Memang, donor utama untuk kampanye Presiden Donald Trump baru-baru ini adalah Miriam Adelson, istri raja kasino Sheldon Adelson, yang menyumbangkan $20 juta untuk kampanye Trump tahun 2016 dengan syarat Kedutaan Besar AS dipindahkan dari Tel Aviv ke Yerusalem. Sebuah langkah yang diikuti oleh kandidat Republik tersebut setelah pelantikannya tahun 2017. Dengan meninggalnya Sheldon Adelson pada tahun 2021, istrinya akan menyumbangkan jumlah yang lebih besar lagi sebesar $100 juta untuk kampanye Trump tahun 2024, kali ini dengan syarat AS mendukung perampasan tanah Tepi Barat seperti di Gaza. Sebuah laporan baru-baru ini di outlet Israel Hayom milik keluarga Adelson, lebih dari seminggu setelah pemilihan Trump, kemudian menguraikan bagaimana pemerintahan yang akan datang berencana untuk menggulingkan Republik Islam juga.

Untuk melaksanakan acara semacam itu, dua strategi tampaknya paling mungkin.

belum diartikan
Gambar: Aksi protes di Melbourne sebagai bentuk solidaritas terhadap protes Iran. (Dilisensikan di bawah CC BY 2.0)

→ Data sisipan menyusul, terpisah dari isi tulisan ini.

//! Error types and axum `IntoResponse` implementation.

use axum::{
  Json,
  http::{HeaderValue, StatusCode, header},
  response::{IntoResponse, Response},
};
use serde_json::json;
use thiserror::Error;

#[derive(Debug, Error)]
pub enum Error {
  #[error("invalid credentials")]
  Unauthorized,
}

impl IntoResponse for Error {
  fn into_response(self) -> Response {
    match self {
      Error::Unauthorized => {
        let body = json!({ "error": self.to_string(), "code": "UNAUTHORIZED" });
        let mut res = (StatusCode::UNAUTHORIZED, Json(body)).into_response();
        res.headers_mut().insert(
          header::WWW_AUTHENTICATE,
          HeaderValue::from_static("Basic realm=\"kaapi\""),
        );
        res
      }
    }
  }
}
//! SQL schema for the Kaapi SQLite store.
//!
//! Executed once at connection startup. Future migrations will be gated on
//! `PRAGMA user_version`.

/// Full schema DDL; idempotent thanks to `IF NOT EXISTS`.
pub const SCHEMA: &str = "
PRAGMA journal_mode = WAL;

-- One row per submission. Rows are never deleted and only `status` is ever
-- updated, from 'active' to 'deleted'.
CREATE TABLE IF NOT EXISTS reviews (
    seq             INTEGER PRIMARY KEY AUTOINCREMENT,
    id              TEXT NOT NULL UNIQUE,
    entity_type     TEXT NOT NULL CHECK (entity_type IN ('coffee', 'roaster')),
    entity_id       TEXT NOT NULL,
    user_id         TEXT,
    anon_id         TEXT,
    recommend       INTEGER,
    rating          INTEGER CHECK (rating BETWEEN 1 AND 5),
    value_for_money INTEGER,
    works_with_milk INTEGER,
    brew_method     TEXT,
    comment         TEXT CHECK (comment IS NULL OR length(comment) > 0),
    status          TEXT NOT NULL DEFAULT 'active'
                    CHECK (status IN ('active', 'deleted')),
    created_at      TEXT NOT NULL,   -- RFC 3339 UTC, fixed width; sortable
    CHECK ((user_id IS NULL) <> (anon_id IS NULL)),
    CHECK (recommend IS NOT NULL OR rating IS NOT NULL
        OR value_for_money IS NOT NULL OR works_with_milk IS NOT NULL
        OR brew_method IS NOT NULL OR comment IS NOT NULL)
);

CREATE INDEX IF NOT EXISTS reviews_entity_idx ON reviews(entity_type, entity_id);
CREATE INDEX IF NOT EXISTS reviews_user_idx   ON reviews(user_id) WHERE user_id IS NOT NULL;
CREATE INDEX IF NOT EXISTS reviews_anon_idx   ON reviews(anon_id) WHERE anon_id IS NOT NULL;

-- Latest-per-identity: for each identity+entity pair, the most recently
-- created row, kept only while it is active. Insertion order breaks
-- created_at ties.
CREATE VIEW IF NOT EXISTS latest_reviews AS
SELECT r.seq, r.id, r.entity_type, r.entity_id, r.user_id, r.anon_id,
       r.recommend, r.rating, r.value_for_money, r.works_with_milk,
       r.brew_method, r.comment, r.status, r.created_at
FROM reviews r
WHERE r.status = 'active'
  AND NOT EXISTS (
    SELECT 1 FROM reviews newer
    WHERE newer.entity_type = r.entity_type
      AND newer.entity_id   = r.entity_id
      AND newer.user_id IS r.user_id
      AND newer.anon_id IS r.anon_id
      AND (newer.created_at > r.created_at
        OR (newer.created_at = r.created_at AND newer.seq > r.seq))
  );

PRAGMA user_version = 1;
";
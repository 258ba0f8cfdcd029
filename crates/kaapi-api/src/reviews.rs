//! Handlers for `/reviews` endpoints.
//!
//! | Method   | Path               | Notes |
//! |----------|--------------------|-------|
//! | `POST`   | `/reviews`         | 201 `{"id", "review_count"?}`; may set the anon cookie |
//! | `DELETE` | `/reviews`         | 204; soft-deletes the caller's current review |
//! | `GET`    | `/reviews/mine`    | `?entity_type&entity_id[&anon_id]`; `null` if none |
//! | `GET`    | `/reviews/history` | Same query; every row the caller wrote, newest first |

use axum::{
  Json,
  extract::{
    Query, State,
    rejection::{JsonRejection, QueryRejection},
  },
  http::{StatusCode, header},
  response::{IntoResponse, Response},
};
use kaapi_core::{
  effects::{Notifier, PageCache},
  review::Review,
  store::ReviewStore,
  submission::{ReviewInput, ReviewTarget},
};
use serde::Deserialize;

use crate::{ApiState, caller::RequestCaller, error::ApiError};

// ─── Create ───────────────────────────────────────────────────────────────────

#[derive(Debug, Deserialize)]
pub struct CreateBody {
  #[serde(flatten)]
  pub review:  ReviewInput,
  /// Anonymous id held by the client, for callers without a session.
  #[serde(default)]
  pub anon_id: Option<String>,
}

/// `POST /reviews`
///
/// When an anonymous review is written for a request that carried no anon
/// cookie, the response sets one so later requests are attributed to the same
/// visitor.
pub async fn create<S, C, N>(
  State(state): State<ApiState<S, C, N>>,
  RequestCaller(caller): RequestCaller,
  body: Result<Json<CreateBody>, JsonRejection>,
) -> Result<Response, ApiError>
where
  S: ReviewStore + 'static,
  C: PageCache,
  N: Notifier,
{
  let Json(body) = body?;
  let created = state
    .service
    .create_review(&caller, body.review, body.anon_id.as_deref())
    .await?;

  let set_cookie = match created.identity.anon_id() {
    Some(anon_id) if caller.anon_cookie.is_none() => state.cookie.set_cookie(anon_id),
    _ => None,
  };

  let mut response = (StatusCode::CREATED, Json(&created)).into_response();
  if let Some(value) = set_cookie {
    response.headers_mut().insert(header::SET_COOKIE, value);
  }
  Ok(response)
}

// ─── Delete ───────────────────────────────────────────────────────────────────

#[derive(Debug, Deserialize)]
pub struct DeleteBody {
  #[serde(flatten)]
  pub target:  ReviewTarget,
  #[serde(default)]
  pub anon_id: Option<String>,
}

/// `DELETE /reviews` — body: `{"entity_type":"coffee","entity_id":"…"}`
pub async fn delete<S, C, N>(
  State(state): State<ApiState<S, C, N>>,
  RequestCaller(caller): RequestCaller,
  body: Result<Json<DeleteBody>, JsonRejection>,
) -> Result<StatusCode, ApiError>
where
  S: ReviewStore + 'static,
  C: PageCache,
  N: Notifier,
{
  let Json(body) = body?;
  state
    .service
    .delete_review(&caller, body.target, body.anon_id.as_deref())
    .await?;
  Ok(StatusCode::NO_CONTENT)
}

// ─── Caller reads ─────────────────────────────────────────────────────────────

#[derive(Debug, Deserialize)]
pub struct TargetQuery {
  #[serde(flatten)]
  pub target:  ReviewTarget,
  #[serde(default)]
  pub anon_id: Option<String>,
}

/// `GET /reviews/mine?entity_type=<type>&entity_id=<uuid>[&anon_id=<id>]`
pub async fn mine<S, C, N>(
  State(state): State<ApiState<S, C, N>>,
  RequestCaller(caller): RequestCaller,
  query: Result<Query<TargetQuery>, QueryRejection>,
) -> Result<Json<Option<Review>>, ApiError>
where
  S: ReviewStore + 'static,
  C: PageCache,
  N: Notifier,
{
  let Query(query) = query?;
  let review = state
    .service
    .current_review(&caller, &query.target, query.anon_id.as_deref())
    .await?;
  Ok(Json(review))
}

/// `GET /reviews/history?entity_type=<type>&entity_id=<uuid>[&anon_id=<id>]`
pub async fn history<S, C, N>(
  State(state): State<ApiState<S, C, N>>,
  RequestCaller(caller): RequestCaller,
  query: Result<Query<TargetQuery>, QueryRejection>,
) -> Result<Json<Vec<Review>>, ApiError>
where
  S: ReviewStore + 'static,
  C: PageCache,
  N: Notifier,
{
  let Query(query) = query?;
  let reviews = state
    .service
    .review_history(&caller, &query.target, query.anon_id.as_deref())
    .await?;
  Ok(Json(reviews))
}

Yang pertama, akan meluncurkan operasi perubahan rezim ala “Musim Semi Persia” di Iran yang mirip dengan apa yang terjadi di Libya dan Suriah pada tahun 2011 yaitu hasutan protes kekerasan, dan penggunaan ketidakstabilan berikutnya untuk menyalurkan senjata kepada kelompok-kelompok oposisi dalam upaya untuk meningkatkan situasi lebih jauh. Memang, skenario seperti itu dimainkan di Republik Islam dari September 2022 hingga awal 2023, ketika menyusul kematian Mahsa Amini , seorang wanita Iran berusia 22 tahun yang meninggal di rumah sakit Teheran setelah pingsan setelah pertengkaran verbal dengan seorang polisi wanita, protes yang dimulai sebagai tanggapan akan segera meningkat menjadi kekerasan ekstrem.

Meskipun digambarkan sebagai respons organik terhadap aturan Ayatollah, segera menjadi jelas bahwa aktor eksternal memainkan peran kunci. Masih Alinejad, seorang pengasingan Iran di New York yang sebelumnya bertemu dengan mantan Menteri Luar Negeri AS dan pendukung lama perubahan rezim Iran Mike Pompeo, menjadi salah satu pendukung paling vokal di media sosial dari protes Iran. Mantan Penasihat Keamanan Nasional AS John Bolton, seorang Iran-hawk terkenal lainnya, kemudian mengakui dalam sebuah wawancara dengan BBC Persian bahwa senjata sedang dipasok ke kelompok-kelompok oposisi di Iran di tengah-tengah gangguan. Dalam beberapa hari setelah jatuhnya Assad, Presiden Israel Benjamin Netayahu merilis sebuah video , yang seolah-olah ditujukan pada penduduk Iran, di mana ia mengulangi slogan “Wanita. Kehidupan. Kebebasan” dari revolusi warna 2022, yang menunjukkan bahwa ada rencana untuk mencoba mengulanginya di Iran.

Strategi kedua adalah serangan bendera palsu, yang disalahkan pada Iran, dan digunakan sebagai dalih bagi Washington untuk berperang dengan Teheran. Sebuah strategi yang mengarah pada rencana awal “7 negara dalam 5 tahun”.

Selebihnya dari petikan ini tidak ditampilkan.